REQUIRED ACTION ::
Pick out and copy every line below that has the word "crate".

Dataset excerpts:
++++++++++

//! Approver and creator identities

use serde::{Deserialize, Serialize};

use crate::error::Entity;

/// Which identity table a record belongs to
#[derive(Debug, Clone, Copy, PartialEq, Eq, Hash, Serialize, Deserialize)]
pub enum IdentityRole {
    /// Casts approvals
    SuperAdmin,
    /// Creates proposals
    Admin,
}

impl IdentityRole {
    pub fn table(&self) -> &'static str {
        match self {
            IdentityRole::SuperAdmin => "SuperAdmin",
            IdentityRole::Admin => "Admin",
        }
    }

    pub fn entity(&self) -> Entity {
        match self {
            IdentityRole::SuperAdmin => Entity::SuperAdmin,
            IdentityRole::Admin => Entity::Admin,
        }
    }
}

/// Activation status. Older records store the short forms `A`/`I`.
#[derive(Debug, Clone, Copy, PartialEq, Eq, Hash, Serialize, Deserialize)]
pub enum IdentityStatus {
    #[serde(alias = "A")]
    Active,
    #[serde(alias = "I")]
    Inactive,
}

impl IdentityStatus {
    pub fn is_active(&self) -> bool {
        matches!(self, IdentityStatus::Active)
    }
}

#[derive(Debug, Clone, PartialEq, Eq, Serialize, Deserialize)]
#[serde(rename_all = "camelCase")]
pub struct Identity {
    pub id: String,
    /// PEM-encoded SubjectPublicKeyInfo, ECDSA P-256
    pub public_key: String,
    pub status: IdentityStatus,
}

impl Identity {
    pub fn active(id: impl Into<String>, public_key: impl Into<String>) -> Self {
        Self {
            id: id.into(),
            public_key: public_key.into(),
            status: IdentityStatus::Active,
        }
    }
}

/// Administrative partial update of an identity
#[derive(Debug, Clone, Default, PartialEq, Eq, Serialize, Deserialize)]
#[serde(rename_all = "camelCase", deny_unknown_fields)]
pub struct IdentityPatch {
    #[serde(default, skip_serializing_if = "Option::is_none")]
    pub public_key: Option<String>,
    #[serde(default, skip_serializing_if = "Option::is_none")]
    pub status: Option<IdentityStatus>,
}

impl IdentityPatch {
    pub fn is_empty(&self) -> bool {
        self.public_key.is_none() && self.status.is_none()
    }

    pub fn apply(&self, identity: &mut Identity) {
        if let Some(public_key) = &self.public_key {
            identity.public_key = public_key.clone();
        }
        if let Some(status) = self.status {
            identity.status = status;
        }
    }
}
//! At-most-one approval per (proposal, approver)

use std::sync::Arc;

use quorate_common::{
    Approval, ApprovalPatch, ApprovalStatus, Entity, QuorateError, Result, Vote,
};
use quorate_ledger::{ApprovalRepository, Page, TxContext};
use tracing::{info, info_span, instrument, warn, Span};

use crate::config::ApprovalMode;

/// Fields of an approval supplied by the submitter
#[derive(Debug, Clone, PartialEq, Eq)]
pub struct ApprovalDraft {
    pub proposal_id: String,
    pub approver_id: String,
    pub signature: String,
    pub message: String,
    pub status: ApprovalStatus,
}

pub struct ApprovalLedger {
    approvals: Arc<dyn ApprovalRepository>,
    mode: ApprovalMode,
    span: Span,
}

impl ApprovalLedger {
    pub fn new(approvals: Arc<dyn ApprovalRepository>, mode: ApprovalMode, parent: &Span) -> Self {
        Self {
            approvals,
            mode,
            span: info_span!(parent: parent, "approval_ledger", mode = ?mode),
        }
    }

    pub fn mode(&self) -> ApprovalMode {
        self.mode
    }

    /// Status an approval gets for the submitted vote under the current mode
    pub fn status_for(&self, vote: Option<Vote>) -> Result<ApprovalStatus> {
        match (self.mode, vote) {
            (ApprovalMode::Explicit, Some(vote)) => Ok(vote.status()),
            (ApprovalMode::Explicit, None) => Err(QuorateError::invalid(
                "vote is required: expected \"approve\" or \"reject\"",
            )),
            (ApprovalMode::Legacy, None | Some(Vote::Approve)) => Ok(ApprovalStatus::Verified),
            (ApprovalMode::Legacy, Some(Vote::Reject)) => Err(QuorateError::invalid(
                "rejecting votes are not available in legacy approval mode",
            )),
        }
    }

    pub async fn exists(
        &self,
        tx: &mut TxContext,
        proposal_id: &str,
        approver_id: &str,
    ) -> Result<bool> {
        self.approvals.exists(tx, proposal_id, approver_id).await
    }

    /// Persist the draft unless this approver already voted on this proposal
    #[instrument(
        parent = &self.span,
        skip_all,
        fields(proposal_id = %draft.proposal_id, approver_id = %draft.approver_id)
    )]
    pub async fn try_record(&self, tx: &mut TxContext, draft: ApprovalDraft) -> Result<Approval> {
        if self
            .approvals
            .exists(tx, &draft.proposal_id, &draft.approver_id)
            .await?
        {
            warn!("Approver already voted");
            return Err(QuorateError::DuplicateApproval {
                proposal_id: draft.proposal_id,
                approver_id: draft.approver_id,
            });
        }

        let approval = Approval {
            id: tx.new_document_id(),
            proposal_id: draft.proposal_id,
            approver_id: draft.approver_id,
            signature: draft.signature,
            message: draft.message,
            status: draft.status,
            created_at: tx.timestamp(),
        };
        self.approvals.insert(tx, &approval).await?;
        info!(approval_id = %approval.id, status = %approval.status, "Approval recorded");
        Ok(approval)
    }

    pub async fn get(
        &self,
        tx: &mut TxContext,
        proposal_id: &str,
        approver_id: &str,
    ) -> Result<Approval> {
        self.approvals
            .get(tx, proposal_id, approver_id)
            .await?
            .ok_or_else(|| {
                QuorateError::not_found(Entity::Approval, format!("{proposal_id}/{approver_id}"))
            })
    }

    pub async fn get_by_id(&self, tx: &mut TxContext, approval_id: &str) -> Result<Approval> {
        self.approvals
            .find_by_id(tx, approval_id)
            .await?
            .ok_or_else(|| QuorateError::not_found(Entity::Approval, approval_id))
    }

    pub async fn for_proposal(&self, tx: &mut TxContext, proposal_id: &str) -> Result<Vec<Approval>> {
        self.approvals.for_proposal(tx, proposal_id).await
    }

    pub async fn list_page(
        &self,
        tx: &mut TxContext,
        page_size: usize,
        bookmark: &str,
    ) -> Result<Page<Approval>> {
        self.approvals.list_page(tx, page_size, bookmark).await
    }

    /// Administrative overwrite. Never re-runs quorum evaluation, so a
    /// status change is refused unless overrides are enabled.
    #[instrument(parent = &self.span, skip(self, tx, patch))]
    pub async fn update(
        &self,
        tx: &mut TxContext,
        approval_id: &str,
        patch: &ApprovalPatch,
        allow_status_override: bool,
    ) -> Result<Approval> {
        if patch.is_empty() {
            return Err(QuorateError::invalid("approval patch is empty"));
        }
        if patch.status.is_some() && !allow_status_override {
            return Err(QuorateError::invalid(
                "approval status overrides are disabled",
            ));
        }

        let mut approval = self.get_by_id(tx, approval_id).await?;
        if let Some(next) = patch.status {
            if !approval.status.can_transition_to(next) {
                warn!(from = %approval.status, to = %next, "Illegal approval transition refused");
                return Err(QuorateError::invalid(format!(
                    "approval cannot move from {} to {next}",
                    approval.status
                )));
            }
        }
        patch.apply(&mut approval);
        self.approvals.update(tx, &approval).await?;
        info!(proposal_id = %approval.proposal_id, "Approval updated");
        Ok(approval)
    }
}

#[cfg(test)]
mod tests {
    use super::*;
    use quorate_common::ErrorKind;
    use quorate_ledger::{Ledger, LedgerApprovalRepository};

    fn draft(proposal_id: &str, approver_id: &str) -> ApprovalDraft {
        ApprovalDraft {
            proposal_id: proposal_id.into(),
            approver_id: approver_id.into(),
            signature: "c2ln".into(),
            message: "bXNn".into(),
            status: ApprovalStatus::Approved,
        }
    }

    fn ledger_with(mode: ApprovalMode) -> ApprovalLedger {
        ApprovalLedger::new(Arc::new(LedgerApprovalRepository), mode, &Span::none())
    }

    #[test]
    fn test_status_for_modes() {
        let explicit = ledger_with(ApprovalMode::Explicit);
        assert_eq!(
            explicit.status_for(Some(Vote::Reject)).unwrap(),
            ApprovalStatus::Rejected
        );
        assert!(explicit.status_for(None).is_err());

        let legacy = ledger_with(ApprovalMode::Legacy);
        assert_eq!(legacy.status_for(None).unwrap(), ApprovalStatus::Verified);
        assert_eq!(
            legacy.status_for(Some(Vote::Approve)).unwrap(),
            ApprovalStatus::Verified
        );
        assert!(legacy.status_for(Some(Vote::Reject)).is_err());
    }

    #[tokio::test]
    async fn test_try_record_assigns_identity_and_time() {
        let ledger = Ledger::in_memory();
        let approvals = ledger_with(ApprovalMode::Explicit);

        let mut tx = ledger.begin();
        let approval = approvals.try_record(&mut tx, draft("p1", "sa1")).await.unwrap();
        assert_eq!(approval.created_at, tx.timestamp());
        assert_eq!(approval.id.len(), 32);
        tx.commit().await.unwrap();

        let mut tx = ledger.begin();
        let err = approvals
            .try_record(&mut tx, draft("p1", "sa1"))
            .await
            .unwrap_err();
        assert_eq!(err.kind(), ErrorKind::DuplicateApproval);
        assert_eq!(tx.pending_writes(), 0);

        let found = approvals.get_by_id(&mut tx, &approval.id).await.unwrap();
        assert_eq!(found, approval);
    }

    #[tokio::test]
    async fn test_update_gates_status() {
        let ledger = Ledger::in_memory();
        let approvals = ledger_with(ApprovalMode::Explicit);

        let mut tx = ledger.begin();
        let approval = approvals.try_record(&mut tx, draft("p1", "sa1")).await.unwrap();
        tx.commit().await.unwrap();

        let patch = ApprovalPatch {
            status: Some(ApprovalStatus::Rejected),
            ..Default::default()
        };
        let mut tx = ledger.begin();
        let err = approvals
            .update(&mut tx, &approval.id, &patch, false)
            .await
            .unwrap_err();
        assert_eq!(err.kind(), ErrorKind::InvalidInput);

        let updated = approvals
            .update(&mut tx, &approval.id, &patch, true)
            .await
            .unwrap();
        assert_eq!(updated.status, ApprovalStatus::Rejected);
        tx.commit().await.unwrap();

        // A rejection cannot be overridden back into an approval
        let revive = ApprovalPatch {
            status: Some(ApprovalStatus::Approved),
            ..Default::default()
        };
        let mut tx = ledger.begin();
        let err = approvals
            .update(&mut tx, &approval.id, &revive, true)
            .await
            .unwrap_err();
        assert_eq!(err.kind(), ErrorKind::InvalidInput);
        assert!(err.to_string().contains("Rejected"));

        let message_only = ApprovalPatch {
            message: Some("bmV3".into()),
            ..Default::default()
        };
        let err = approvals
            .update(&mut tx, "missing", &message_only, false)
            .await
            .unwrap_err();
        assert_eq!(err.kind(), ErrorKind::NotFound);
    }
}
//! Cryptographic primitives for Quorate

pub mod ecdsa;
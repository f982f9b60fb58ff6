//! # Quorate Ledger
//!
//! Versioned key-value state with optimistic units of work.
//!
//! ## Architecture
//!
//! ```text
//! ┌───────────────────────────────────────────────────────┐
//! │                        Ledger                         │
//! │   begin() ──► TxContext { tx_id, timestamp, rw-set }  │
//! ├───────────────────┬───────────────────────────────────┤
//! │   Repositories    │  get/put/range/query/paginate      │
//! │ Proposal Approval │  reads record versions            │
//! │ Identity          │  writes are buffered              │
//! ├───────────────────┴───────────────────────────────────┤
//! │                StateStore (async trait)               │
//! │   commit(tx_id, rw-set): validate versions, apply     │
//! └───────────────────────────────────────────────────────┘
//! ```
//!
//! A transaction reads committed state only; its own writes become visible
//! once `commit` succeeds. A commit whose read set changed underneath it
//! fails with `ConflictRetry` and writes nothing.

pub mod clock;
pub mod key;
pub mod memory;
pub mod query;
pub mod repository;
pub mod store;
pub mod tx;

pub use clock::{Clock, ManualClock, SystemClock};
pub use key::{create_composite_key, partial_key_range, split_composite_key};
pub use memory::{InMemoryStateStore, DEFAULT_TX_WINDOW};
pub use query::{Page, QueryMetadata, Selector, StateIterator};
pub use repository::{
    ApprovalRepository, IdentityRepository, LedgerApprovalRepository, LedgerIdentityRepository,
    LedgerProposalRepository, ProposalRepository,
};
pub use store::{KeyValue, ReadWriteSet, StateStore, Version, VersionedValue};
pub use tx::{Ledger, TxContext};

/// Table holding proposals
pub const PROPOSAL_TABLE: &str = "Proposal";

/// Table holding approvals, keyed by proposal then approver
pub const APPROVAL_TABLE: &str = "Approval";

++++++++++

RESPONSE BELOW ::
use crate::error::Entity;
use crate::config::ApprovalMode;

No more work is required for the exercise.